• Goal of the exercise:
For this exercise, report every line of the material that includes "NodeId".

• Data shown:
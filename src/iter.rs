//! Cursors and iterators over a trie.
//!
//! Both walk the node tree through parent and child links only. A full key is
//! rebuilt from the pieces on a node's root path when, and only when, it is
//! handed to the caller.

use std::fmt;
use std::iter::FusedIterator;

use once_cell::unsync::OnceCell;

use crate::key_converter::{Concat, PieceKey};
use crate::node::NodeId;
use crate::order::PieceOrder;
use crate::Trie;

/// A detached position in a trie: either an entry or the end.
///
/// A cursor does not borrow its trie. It stays usable until the next structural
/// change of the trie (creating nodes, erasing, clearing); after that every
/// operation taking it fails with [`Error::InvalidCursor`](crate::Error::InvalidCursor).
///
/// Two cursors are equal when they point at the same node, or are both the end.
///
/// # Examples
///
/// ```
/// use piece_trie::{Error, StringTrie};
///
/// let mut trie: StringTrie<i32> = StringTrie::default();
/// trie.emplace("abel", 16);
/// trie.emplace("gsd", 42);
///
/// let mut cursor = trie.begin();
/// assert_eq!(trie.entry(cursor)?.key(), "abel");
/// trie.advance(&mut cursor)?;
/// assert_eq!(trie.entry(cursor)?.value(), &42);
/// trie.advance(&mut cursor)?;
/// assert_eq!(cursor, trie.end());
/// # Ok::<(), Error>(())
/// ```
#[derive(Debug, Clone, Copy)]
pub struct Cursor {
    pub(crate) node: Option<NodeId>,
    pub(crate) generation: u64,
}

impl Cursor {
    /// Returns `true` for the end cursor.
    pub fn is_end(&self) -> bool {
        self.node.is_none()
    }
}

impl PartialEq for Cursor {
    fn eq(&self, other: &Self) -> bool {
        self.node == other.node
    }
}

impl Eq for Cursor {}

/// A dereferenced cursor: one stored key and its value.
///
/// The key is assembled on the first call to [`Entry::key`] and cached.
pub struct Entry<'a, K, V, C, O>
where
    K: PieceKey,
{
    trie: &'a Trie<K, V, C, O>,
    node: NodeId,
    value: &'a V,
    key: OnceCell<K>,
}

impl<'a, K, V, C, O> Entry<'a, K, V, C, O>
where
    K: PieceKey,
{
    pub(crate) fn new(trie: &'a Trie<K, V, C, O>, node: NodeId, value: &'a V) -> Self {
        Entry {
            trie,
            node,
            value,
            key: OnceCell::new(),
        }
    }

    /// The stored value.
    pub fn value(&self) -> &'a V {
        self.value
    }

    /// Returns `true` once the full key has been assembled.
    pub fn is_key_built(&self) -> bool {
        self.key.get().is_some()
    }
}

impl<'a, K, V, C, O> Entry<'a, K, V, C, O>
where
    K: PieceKey + Default,
    C: Concat<K, K::Piece>,
    O: PieceOrder<K::Piece>,
{
    /// The full key, assembled from the pieces on the path from the root.
    pub fn key(&self) -> &K {
        self.key.get_or_init(|| self.trie.trace_key(self.node))
    }

    /// Splits the entry into its owned key and the value reference.
    pub fn into_pair(self) -> (K, &'a V) {
        let value = self.value;
        let key = match self.key.into_inner() {
            Some(key) => key,
            None => self.trie.trace_key(self.node),
        };
        (key, value)
    }
}

impl<'a, K, V, C, O> fmt::Debug for Entry<'a, K, V, C, O>
where
    K: PieceKey + Default + fmt::Debug,
    V: fmt::Debug,
    C: Concat<K, K::Piece>,
    O: PieceOrder<K::Piece>,
{
    fn fmt(&self, f: &mut fmt::Formatter<'_>) -> fmt::Result {
        f.debug_struct("Entry")
            .field("key", self.key())
            .field("value", self.value)
            .finish()
    }
}

/// Double-ended walk over the nodes that carry a value, in key order.
struct Walk<'a, K, V, C, O>
where
    K: PieceKey,
{
    trie: &'a Trie<K, V, C, O>,
    front: Option<NodeId>,
    back: Option<NodeId>,
    remaining: usize,
}

impl<'a, K, V, C, O> Walk<'a, K, V, C, O>
where
    K: PieceKey,
    O: PieceOrder<K::Piece>,
{
    fn new(trie: &'a Trie<K, V, C, O>) -> Self {
        Walk {
            trie,
            front: trie.first(),
            back: trie.last(),
            remaining: trie.len(),
        }
    }

    fn next(&mut self) -> Option<NodeId> {
        // front and back meet once every valued node has been yielded
        if self.remaining == 0 {
            return None;
        }
        let id = self.front?;
        self.front = self.trie.next_node(id);
        self.remaining -= 1;
        Some(id)
    }

    fn next_back(&mut self) -> Option<NodeId> {
        if self.remaining == 0 {
            return None;
        }
        let id = self.back?;
        self.back = self.trie.prev_node(id);
        self.remaining -= 1;
        Some(id)
    }
}

/// An iterator over `(key, &value)` pairs in ascending key order.
///
/// Created by [`Trie::iter`].
pub struct Iter<'a, K, V, C, O>
where
    K: PieceKey,
{
    walk: Walk<'a, K, V, C, O>,
}

impl<'a, K, V, C, O> Iter<'a, K, V, C, O>
where
    K: PieceKey,
    O: PieceOrder<K::Piece>,
{
    pub(crate) fn new(trie: &'a Trie<K, V, C, O>) -> Self {
        Iter {
            walk: Walk::new(trie),
        }
    }
}

impl<'a, K, V, C, O> Iterator for Iter<'a, K, V, C, O>
where
    K: PieceKey + Default,
    C: Concat<K, K::Piece>,
    O: PieceOrder<K::Piece>,
{
    type Item = (K, &'a V);

    fn next(&mut self) -> Option<Self::Item> {
        let id = self.walk.next()?;
        let trie = self.walk.trie;
        Some((trie.trace_key(id), trie.value_of(id)?))
    }

    fn size_hint(&self) -> (usize, Option<usize>) {
        (self.walk.remaining, Some(self.walk.remaining))
    }
}

impl<'a, K, V, C, O> DoubleEndedIterator for Iter<'a, K, V, C, O>
where
    K: PieceKey + Default,
    C: Concat<K, K::Piece>,
    O: PieceOrder<K::Piece>,
{
    fn next_back(&mut self) -> Option<Self::Item> {
        let id = self.walk.next_back()?;
        let trie = self.walk.trie;
        Some((trie.trace_key(id), trie.value_of(id)?))
    }
}

impl<'a, K, V, C, O> ExactSizeIterator for Iter<'a, K, V, C, O>
where
    K: PieceKey + Default,
    C: Concat<K, K::Piece>,
    O: PieceOrder<K::Piece>,
{
}

impl<'a, K, V, C, O> FusedIterator for Iter<'a, K, V, C, O>
where
    K: PieceKey + Default,
    C: Concat<K, K::Piece>,
    O: PieceOrder<K::Piece>,
{
}

/// An iterator over the keys of a trie in ascending order.
///
/// Created by [`Trie::keys`].
pub struct Keys<'a, K, V, C, O>
where
    K: PieceKey,
{
    walk: Walk<'a, K, V, C, O>,
}

impl<'a, K, V, C, O> Keys<'a, K, V, C, O>
where
    K: PieceKey,
    O: PieceOrder<K::Piece>,
{
    pub(crate) fn new(trie: &'a Trie<K, V, C, O>) -> Self {
        Keys {
            walk: Walk::new(trie),
        }
    }
}

impl<'a, K, V, C, O> Iterator for Keys<'a, K, V, C, O>
where
    K: PieceKey + Default,
    C: Concat<K, K::Piece>,
    O: PieceOrder<K::Piece>,
{
    type Item = K;

    fn next(&mut self) -> Option<K> {
        self.walk.next().map(|id| self.walk.trie.trace_key(id))
    }

    fn size_hint(&self) -> (usize, Option<usize>) {
        (self.walk.remaining, Some(self.walk.remaining))
    }
}

impl<'a, K, V, C, O> DoubleEndedIterator for Keys<'a, K, V, C, O>
where
    K: PieceKey + Default,
    C: Concat<K, K::Piece>,
    O: PieceOrder<K::Piece>,
{
    fn next_back(&mut self) -> Option<K> {
        self.walk.next_back().map(|id| self.walk.trie.trace_key(id))
    }
}

impl<'a, K, V, C, O> ExactSizeIterator for Keys<'a, K, V, C, O>
where
    K: PieceKey + Default,
    C: Concat<K, K::Piece>,
    O: PieceOrder<K::Piece>,
{
}

/// An iterator over the values of a trie, in ascending key order.
///
/// Never assembles a key. Created by [`Trie::values`].
pub struct Values<'a, K, V, C, O>
where
    K: PieceKey,
{
    walk: Walk<'a, K, V, C, O>,
}

impl<'a, K, V, C, O> Values<'a, K, V, C, O>
where
    K: PieceKey,
    O: PieceOrder<K::Piece>,
{
    pub(crate) fn new(trie: &'a Trie<K, V, C, O>) -> Self {
        Values {
            walk: Walk::new(trie),
        }
    }
}

impl<'a, K, V, C, O> Iterator for Values<'a, K, V, C, O>
where
    K: PieceKey,
    O: PieceOrder<K::Piece>,
{
    type Item = &'a V;

    fn next(&mut self) -> Option<&'a V> {
        let id = self.walk.next()?;
        self.walk.trie.value_of(id)
    }

    fn size_hint(&self) -> (usize, Option<usize>) {
        (self.walk.remaining, Some(self.walk.remaining))
    }
}

impl<'a, K, V, C, O> DoubleEndedIterator for Values<'a, K, V, C, O>
where
    K: PieceKey,
    O: PieceOrder<K::Piece>,
{
    fn next_back(&mut self) -> Option<&'a V> {
        let id = self.walk.next_back()?;
        self.walk.trie.value_of(id)
    }
}

impl<'a, K, V, C, O> ExactSizeIterator for Values<'a, K, V, C, O>
where
    K: PieceKey,
    O: PieceOrder<K::Piece>,
{
}

/// An owning iterator over `(key, value)` pairs in ascending key order.
///
/// Created by `Trie::into_iter`.
#[derive(Debug)]
pub struct IntoIter<K, V> {
    entries: std::vec::IntoIter<(K, V)>,
}

impl<K, V> IntoIter<K, V> {
    pub(crate) fn new(entries: Vec<(K, V)>) -> Self {
        IntoIter {
            entries: entries.into_iter(),
        }
    }
}

impl<K, V> Iterator for IntoIter<K, V> {
    type Item = (K, V);

    fn next(&mut self) -> Option<(K, V)> {
        self.entries.next()
    }

    fn size_hint(&self) -> (usize, Option<usize>) {
        self.entries.size_hint()
    }
}

impl<K, V> DoubleEndedIterator for IntoIter<K, V> {
    fn next_back(&mut self) -> Option<(K, V)> {
        self.entries.next_back()
    }
}

impl<K, V> ExactSizeIterator for IntoIter<K, V> {}

impl<K, V> FusedIterator for IntoIter<K, V> {}

#[cfg(test)]
mod tests {
    use crate::{Error, StringTrie};

    fn sample() -> StringTrie<i32> {
        let mut trie = StringTrie::default();
        trie.emplace("gsd", 42);
        trie.emplace("whispy", 69);
        trie.emplace("xazax", 1337);
        trie.emplace("gs", -24);
        trie.emplace("abel", 16);
        trie
    }

    #[test]
    fn test_entry_builds_key_lazily() {
        let trie = sample();
        let entry = trie.entry(trie.find("whispy")).unwrap();

        assert!(!entry.is_key_built());
        assert_eq!(entry.value(), &69);
        assert!(!entry.is_key_built());

        assert_eq!(entry.key(), "whispy");
        assert!(entry.is_key_built());
        assert_eq!(entry.into_pair(), ("whispy".to_string(), &69));
    }

    #[test]
    fn test_entry_debug() {
        let trie = sample();
        let entry = trie.entry(trie.find("gs")).unwrap();
        assert_eq!(format!("{:?}", entry), r#"Entry { key: "gs", value: -24 }"#);
    }

    #[test]
    fn test_cursor_walk_matches_iter() {
        let trie = sample();
        let mut cursor = trie.begin();
        let mut walked = Vec::new();
        while !cursor.is_end() {
            walked.push(trie.entry(cursor).unwrap().into_pair());
            trie.advance(&mut cursor).unwrap();
        }

        let iterated: Vec<(String, &i32)> = trie.iter().collect();
        assert_eq!(walked, iterated);
    }

    #[test]
    fn test_end_cursor_is_not_dereferencable() {
        let mut trie = sample();
        let mut end = trie.end();

        assert_eq!(trie.entry(end).err(), Some(Error::InvalidCursor));
        assert_eq!(trie.advance(&mut end), Err(Error::InvalidCursor));
        assert_eq!(trie.erase_at(end), Err(Error::InvalidCursor));
        assert_eq!(trie.len(), 5);
    }

    #[test]
    fn test_retreat() {
        let trie = sample();
        let mut cursor = trie.end();

        trie.retreat(&mut cursor).unwrap();
        assert_eq!(trie.entry(cursor).unwrap().key(), "xazax");
        trie.retreat(&mut cursor).unwrap();
        assert_eq!(trie.entry(cursor).unwrap().key(), "whispy");

        let mut first = trie.begin();
        assert_eq!(trie.retreat(&mut first), Err(Error::InvalidCursor));
        assert_eq!(first, trie.begin());
    }

    #[test]
    fn test_double_ended_meet_in_middle() {
        let trie = sample();
        let mut iter = trie.keys();

        assert_eq!(iter.len(), 5);
        assert_eq!(iter.next().as_deref(), Some("abel"));
        assert_eq!(iter.next_back().as_deref(), Some("xazax"));
        assert_eq!(iter.next().as_deref(), Some("gs"));
        assert_eq!(iter.next_back().as_deref(), Some("whispy"));
        assert_eq!(iter.len(), 1);
        assert_eq!(iter.next().as_deref(), Some("gsd"));
        assert_eq!(iter.next_back(), None);
        assert_eq!(iter.next(), None);
    }

    #[test]
    fn test_values_in_key_order() {
        let trie = sample();
        let values: Vec<i32> = trie.values().copied().collect();
        assert_eq!(values, vec![16, -24, 42, 69, 1337]);

        let reversed: Vec<i32> = trie.values().rev().copied().collect();
        assert_eq!(reversed, vec![1337, 69, 42, -24, 16]);
    }

    #[test]
    fn test_into_iter_owns_entries() {
        let trie = sample();
        let entries: Vec<(String, i32)> = trie.into_iter().collect();
        assert_eq!(
            entries,
            vec![
                ("abel".to_string(), 16),
                ("gs".to_string(), -24),
                ("gsd".to_string(), 42),
                ("whispy".to_string(), 69),
                ("xazax".to_string(), 1337),
            ]
        );
    }

    #[test]
    fn test_empty_iterators() {
        let trie: StringTrie<i32> = StringTrie::default();
        assert_eq!(trie.iter().next(), None);
        assert_eq!(trie.keys().next_back(), None);
        assert_eq!(trie.values().len(), 0);
    }
}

• Solution for this problem:
use crate::node::NodeId;
    pub(crate) node: Option<NodeId>,
    node: NodeId,
    pub(crate) fn new(trie: &'a Trie<K, V, C, O>, node: NodeId, value: &'a V) -> Self {
    front: Option<NodeId>,
    back: Option<NodeId>,
    fn next(&mut self) -> Option<NodeId> {
    fn next_back(&mut self) -> Option<NodeId> {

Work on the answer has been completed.